[[ EXERCISE INPUTS, beginning ]]

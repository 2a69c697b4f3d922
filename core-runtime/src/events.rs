//! # Event Bus System
//!
//! Broadcasts typed sync lifecycle events using `tokio::sync::broadcast`.
//!
//! ## Overview
//!
//! - **Event Types**: [`CoreEvent`] wraps per-domain enums ([`SyncEvent`], [`RunnerEvent`])
//! - **EventBus**: Central broadcast channel for publishing events
//!
//! Emitting never blocks the pipeline. With no subscribers, `emit` returns an
//! error that callers discard with `.ok()`.
//!
//! ```text
//! ┌──────────────┐   emit    ┌───────────┐   subscribe   ┌────────────┐
//! │ SyncPipeline ├──────────>│           ├──────────────>│ CLI logger │
//! └──────────────┘           │ EventBus  │               └────────────┘
//! ┌──────────────┐   emit    │           │   subscribe   ┌────────────┐
//! │ Runner       ├──────────>│           ├──────────────>│ Tests      │
//! └──────────────┘           └───────────┘               └────────────┘
//! ```
//!
//! ## Usage
//!
//! ```rust
//! use core_runtime::events::{CoreEvent, EventBus, SyncEvent};
//!
//! # #[tokio::main]
//! # async fn main() {
//! let event_bus = EventBus::new(100);
//! let mut subscriber = event_bus.subscribe();
//!
//! event_bus
//!     .emit(CoreEvent::Sync(SyncEvent::Started {
//!         run_id: "run-1".to_string(),
//!         cleanup: false,
//!     }))
//!     .ok();
//!
//! let event = subscriber.recv().await.unwrap();
//! assert_eq!(event.description(), "Sync started");
//! # }
//! ```
//!
//! ## Error Handling
//!
//! - **`RecvError::Lagged(n)`**: the subscriber missed `n` events and can keep receiving.
//! - **`RecvError::Closed`**: every sender was dropped; treat it as shutdown.

use serde::{Deserialize, Serialize};
use std::fmt;
use tokio::sync::broadcast;

pub use tokio::sync::broadcast::error::{RecvError, SendError};
pub use tokio::sync::broadcast::Receiver;

/// Default buffer size for the event bus channel.
pub const DEFAULT_EVENT_BUFFER_SIZE: usize = 100;

// ============================================================================
// Core Event Types
// ============================================================================

/// Top-level event enum published through the [`EventBus`].
#[derive(Debug, Clone, Serialize, Deserialize, PartialEq, Eq)]
#[serde(tag = "type", content = "payload")]
pub enum CoreEvent {
    /// Events from a single sync run
    Sync(SyncEvent),
    /// Events from the continuous runner
    Runner(RunnerEvent),
}

impl CoreEvent {
    /// Returns a human-readable description of the event.
    pub fn description(&self) -> &str {
        match self {
            CoreEvent::Sync(e) => e.description(),
            CoreEvent::Runner(e) => e.description(),
        }
    }

    /// Returns the severity level of the event.
    pub fn severity(&self) -> EventSeverity {
        match self {
            CoreEvent::Sync(SyncEvent::Failed { .. }) => EventSeverity::Error,
            CoreEvent::Sync(SyncEvent::ItemFailed { .. }) => EventSeverity::Warning,
            CoreEvent::Runner(RunnerEvent::RunFailed { .. }) => EventSeverity::Warning,
            CoreEvent::Sync(SyncEvent::Completed { .. }) => EventSeverity::Info,
            CoreEvent::Runner(RunnerEvent::Stopped { .. }) => EventSeverity::Info,
            _ => EventSeverity::Debug,
        }
    }
}

/// Event severity levels for filtering and logging.
#[derive(Debug, Clone, Copy, PartialEq, Eq, PartialOrd, Ord, Serialize, Deserialize)]
pub enum EventSeverity {
    Debug,
    Info,
    Warning,
    Error,
}

// ============================================================================
// Sync Events
// ============================================================================

/// Per-item stage at which a failure happened.
#[derive(Debug, Clone, Copy, PartialEq, Eq, Serialize, Deserialize)]
#[serde(rename_all = "lowercase")]
pub enum ItemStage {
    Download,
    Transcode,
}

impl fmt::Display for ItemStage {
    fn fmt(&self, f: &mut fmt::Formatter<'_>) -> fmt::Result {
        match self {
            ItemStage::Download => f.write_str("download"),
            ItemStage::Transcode => f.write_str("transcode"),
        }
    }
}

/// Events emitted by one pass of the sync pipeline.
#[derive(Debug, Clone, Serialize, Deserialize, PartialEq, Eq)]
#[serde(tag = "event")]
pub enum SyncEvent {
    /// Run initiated.
    Started {
        /// Unique identifier for this run.
        run_id: String,
        /// Whether orphan cleanup was requested.
        cleanup: bool,
    },
    /// One item failed to download or transcode; the run continues.
    ItemFailed {
        run_id: String,
        /// Remote file name of the failed item.
        name: String,
        stage: ItemStage,
        message: String,
    },
    /// Manifest written.
    Completed {
        run_id: String,
        /// Records in the published manifest.
        count: u64,
        downloaded: u64,
        generated: u64,
        failed: u64,
        removed: u64,
        /// Whether the manifest was built in demo mode.
        demo: bool,
        duration_ms: u64,
    },
    /// The run could not publish a manifest.
    Failed { run_id: String, message: String },
}

impl SyncEvent {
    fn description(&self) -> &str {
        match self {
            SyncEvent::Started { .. } => "Sync started",
            SyncEvent::ItemFailed { .. } => "Item skipped after failure",
            SyncEvent::Completed { .. } => "Sync completed",
            SyncEvent::Failed { .. } => "Sync failed",
        }
    }
}

// ============================================================================
// Runner Events
// ============================================================================

/// Events emitted by the continuous runner.
#[derive(Debug, Clone, Serialize, Deserialize, PartialEq, Eq)]
#[serde(tag = "event")]
pub enum RunnerEvent {
    /// A run is about to start.
    Scheduled { iteration: u64 },
    /// A run returned an error; the runner waits `retry_in_ms` before the next one.
    RunFailed {
        iteration: u64,
        message: String,
        retry_in_ms: u64,
    },
    /// The runner exited after a shutdown request.
    Stopped { runs: u64 },
}

impl RunnerEvent {
    fn description(&self) -> &str {
        match self {
            RunnerEvent::Scheduled { .. } => "Sync run scheduled",
            RunnerEvent::RunFailed { .. } => "Sync run failed, backing off",
            RunnerEvent::Stopped { .. } => "Continuous sync stopped",
        }
    }
}

// ============================================================================
// Event Bus
// ============================================================================

/// Central broadcast channel for [`CoreEvent`]s.
///
/// Cloning the bus shares the same channel.
#[derive(Clone)]
pub struct EventBus {
    sender: broadcast::Sender<CoreEvent>,
}

impl EventBus {
    /// Creates a new event bus with the specified buffer size.
    ///
    /// A subscriber that falls behind by more than `capacity` events receives
    /// `RecvError::Lagged`.
    pub fn new(capacity: usize) -> Self {
        let (sender, _) = broadcast::channel(capacity);
        Self { sender }
    }

    /// Publishes an event to all subscribers.
    ///
    /// Returns the number of subscribers that received the event, or an
    /// error when there are none.
    pub fn emit(&self, event: CoreEvent) -> Result<usize, SendError<CoreEvent>> {
        self.sender.send(event)
    }

    /// Creates a new subscriber. Past events are not replayed.
    pub fn subscribe(&self) -> Receiver<CoreEvent> {
        self.sender.subscribe()
    }

    pub fn subscriber_count(&self) -> usize {
        self.sender.receiver_count()
    }
}

impl Default for EventBus {
    fn default() -> Self {
        Self::new(DEFAULT_EVENT_BUFFER_SIZE)
    }
}

impl fmt::Debug for EventBus {
    fn fmt(&self, f: &mut fmt::Formatter<'_>) -> fmt::Result {
        f.debug_struct("EventBus")
            .field("subscriber_count", &self.subscriber_count())
            .finish()
    }
}

// ============================================================================
// Tests
// ============================================================================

[[ EXERCISE INPUTS, end ]]

* EXERCISE INSTRUCTIONS *
Among the records above, find each line containing the string "Types" and copy it.

* TASK RESPONSE *
//! - **Event Types**: [`CoreEvent`] wraps per-domain enums ([`SyncEvent`], [`RunnerEvent`])
// Core Event Types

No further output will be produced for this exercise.